### ABOUT THIS EXERCISE
Take the material below and output exactly the run of lines from the one containing "fn upgrade(&self) ->" down to the one containing "fn register(&self, watcher: Watcher<T>)", with both included.
(RECORDS Opens)
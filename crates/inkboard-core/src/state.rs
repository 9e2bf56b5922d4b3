//! Observable value cells.
//!
//! A [`MutableState`] has a single writer. Readers get a [`State`] handle that
//! can be read, watched, or mapped into derived states. Every `set` notifies
//! all current watchers synchronously, in registration order, before it
//! returns. Derived states recompute exactly once per source update.
//!
//! Watches registered with [`State::watch`] live until their [`WatchHandle`]
//! is dropped or ended. [`State::watch_weak`] also only keeps a weak reference
//! to the callback, so that watch ends early if its owner drops the callback.

use std::cell::{Cell, RefCell};
use std::fmt;
use std::ops::Deref;
use std::rc::{Rc, Weak};

type Callback<T> = dyn Fn(&T);

enum Watcher<T> {
    Strong(Rc<Callback<T>>),
    Weak(Weak<Callback<T>>),
}

impl<T> Watcher<T> {
    fn upgrade(&self) -> Option<Rc<Callback<T>>> {
        match self {
            Watcher::Strong(cb) => Some(cb.clone()),
            Watcher::Weak(cb) => cb.upgrade(),
        }
    }
}

struct Inner<T> {
    value: RefCell<T>,
    watchers: RefCell<Vec<(u64, Watcher<T>)>>,
    next_key: Cell<u64>,
    /// Watches on upstream cells that keep this cell current.
    upstream: RefCell<Vec<WatchHandle>>,
}

impl<T: Clone + 'static> Inner<T> {
    fn new(value: T) -> Rc<Self> {
        Rc::new(Self {
            value: RefCell::new(value),
            watchers: RefCell::new(Vec::new()),
            next_key: Cell::new(0),
            upstream: RefCell::new(Vec::new()),
        })
    }

    fn register(&self, watcher: Watcher<T>) -> u64 {
        let key = self.next_key.get();
        self.next_key.set(key + 1);
        let mut watchers = self.watchers.borrow_mut();
        Self::prune(&mut watchers);
        watchers.push((key, watcher));
        key
    }

    /// Drop weak watches whose callback is gone.
    fn prune(watchers: &mut Vec<(u64, Watcher<T>)>) {
        watchers.retain(|(_, w)| !matches!(w, Watcher::Weak(cb) if cb.strong_count() == 0));
    }

    fn unregister(&self, key: u64) {
        self.watchers.borrow_mut().retain(|(k, _)| *k != key);
    }

    fn replace(&self, value: T) {
        *self.value.borrow_mut() = value.clone();
        self.notify(&value);
    }

    fn notify(&self, value: &T) {
        let live: Vec<Rc<Callback<T>>> = {
            let mut watchers = self.watchers.borrow_mut();
            Self::prune(&mut watchers);
            watchers.iter().filter_map(|(_, w)| w.upgrade()).collect()
        };
        for callback in live {
            callback(value);
        }
    }
}

/// Ends a watch when dropped.
#[must_use = "dropping a WatchHandle ends the watch immediately"]
pub struct WatchHandle {
    release: Option<Box<dyn FnOnce()>>,
}

impl WatchHandle {
    pub(crate) fn new(release: impl FnOnce() + 'static) -> Self {
        Self { release: Some(Box::new(release)) }
    }

    /// Stop watching now.
    pub fn end(self) {}

    /// Keep the watch alive for as long as the watched cell lives.
    pub fn detach(mut self) {
        self.release = None;
    }
}

impl Drop for WatchHandle {
    fn drop(&mut self) {
        if let Some(release) = self.release.take() {
            release();
        }
    }
}

impl fmt::Debug for WatchHandle {
    fn fmt(&self, f: &mut fmt::Formatter<'_>) -> fmt::Result {
        f.debug_struct("WatchHandle").field("active", &self.release.is_some()).finish()
    }
}

/// Read-only view of an observable value.
pub struct State<T> {
    inner: Rc<Inner<T>>,
}

impl<T> Clone for State<T> {
    fn clone(&self) -> Self {
        Self { inner: self.inner.clone() }
    }
}

impl<T: Clone + fmt::Debug + 'static> fmt::Debug for State<T> {
    fn fmt(&self, f: &mut fmt::Formatter<'_>) -> fmt::Result {
        f.debug_tuple("State").field(&*self.inner.value.borrow()).finish()
    }
}

impl<T: Clone + 'static> State<T> {
    /// A state that never changes.
    pub fn constant(value: T) -> Self {
        Self { inner: Inner::new(value) }
    }

    pub fn get(&self) -> T {
        self.inner.value.borrow().clone()
    }

    /// Borrow the current value without cloning it.
    pub fn with<R>(&self, f: impl FnOnce(&T) -> R) -> R {
        f(&self.inner.value.borrow())
    }

    pub fn watch(&self, callback: impl Fn(&T) + 'static) -> WatchHandle {
        let key = self.inner.register(Watcher::Strong(Rc::new(callback)));
        self.handle_for(key)
    }

    fn handle_for(&self, key: u64) -> WatchHandle {
        let cell = Rc::downgrade(&self.inner);
        WatchHandle::new(move || {
            if let Some(cell) = cell.upgrade() {
                cell.unregister(key);
            }
        })
    }

    /// Call `callback` with the current value, then on every update.
    pub fn watch_immediate(&self, callback: impl Fn(&T) + 'static) -> WatchHandle {
        callback(&self.get());
        self.watch(callback)
    }

    /// Watch without owning the callback. The watch ends when the handle is
    /// ended or once every strong reference to `callback` is gone, whichever
    /// comes first.
    pub fn watch_weak(&self, callback: &Rc<dyn Fn(&T)>) -> WatchHandle {
        let key = self.inner.register(Watcher::Weak(Rc::downgrade(callback)));
        self.handle_for(key)
    }

    /// A read-only state holding `f(value)`, recomputed on every update of `self`.
    pub fn derived<U, F>(&self, f: F) -> State<U>
    where
        U: Clone + 'static,
        F: Fn(&T) -> U + 'static,
    {
        let target = Inner::new(self.with(&f));
        let weak = Rc::downgrade(&target);
        let handle = self.watch(move |value| {
            if let Some(target) = weak.upgrade() {
                target.replace(f(value));
            }
        });
        target.upstream.borrow_mut().push(handle);
        State { inner: target }
    }

    /// A read-only state holding both values, updated when either source updates.
    pub fn zip<U: Clone + 'static>(&self, other: &State<U>) -> State<(T, U)> {
        let target = Inner::new((self.get(), other.get()));

        let weak = Rc::downgrade(&target);
        let left = self.watch(move |value| {
            if let Some(target) = weak.upgrade() {
                let right = target.value.borrow().1.clone();
                target.replace((value.clone(), right));
            }
        });
        let weak = Rc::downgrade(&target);
        let right = other.watch(move |value| {
            if let Some(target) = weak.upgrade() {
                let left = target.value.borrow().0.clone();
                target.replace((left, value.clone()));
            }
        });
        target.upstream.borrow_mut().extend([left, right]);
        State { inner: target }
    }

    pub fn watcher_count(&self) -> usize {
        self.inner.watchers.borrow().len()
    }
}

/// The single writer of an observable value.
pub struct MutableState<T> {
    state: State<T>,
}

impl<T: Clone + 'static> MutableState<T> {
    pub fn new(value: T) -> Self {
        Self { state: State::constant(value) }
    }

    /// Store `value` and notify every watcher before returning.
    pub fn set(&self, value: T) {
        self.state.inner.replace(value);
    }

    /// Modify the value in place, then notify.
    pub fn update_by(&self, f: impl FnOnce(&mut T)) {
        let value = {
            let mut value = self.state.inner.value.borrow_mut();
            f(&mut value);
            value.clone()
        };
        self.state.inner.notify(&value);
    }

    pub fn as_readonly(&self) -> State<T> {
        self.state.clone()
    }
}

impl<T> Deref for MutableState<T> {
    type Target = State<T>;

    fn deref(&self) -> &State<T> {
        &self.state
    }
}

impl<T: Clone + fmt::Debug + 'static> fmt::Debug for MutableState<T> {
    fn fmt(&self, f: &mut fmt::Formatter<'_>) -> fmt::Result {
        f.debug_tuple("MutableState").field(&*self.state.inner.value.borrow()).finish()
    }
}

impl<T: Clone + Default + 'static> Default for MutableState<T> {
    fn default() -> Self {
        Self::new(T::default())
    }
}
(RECORDS Closes)
### ANSWER SPACE
    fn upgrade(&self) -> Option<Rc<Callback<T>>> {
        match self {
            Watcher::Strong(cb) => Some(cb.clone()),
            Watcher::Weak(cb) => cb.upgrade(),
        }
    }
}

struct Inner<T> {
    value: RefCell<T>,
    watchers: RefCell<Vec<(u64, Watcher<T>)>>,
    next_key: Cell<u64>,
    /// Watches on upstream cells that keep this cell current.
    upstream: RefCell<Vec<WatchHandle>>,
}

impl<T: Clone + 'static> Inner<T> {
    fn new(value: T) -> Rc<Self> {
        Rc::new(Self {
            value: RefCell::new(value),
            watchers: RefCell::new(Vec::new()),
            next_key: Cell::new(0),
            upstream: RefCell::new(Vec::new()),
        })
    }

    fn register(&self, watcher: Watcher<T>) -> u64 {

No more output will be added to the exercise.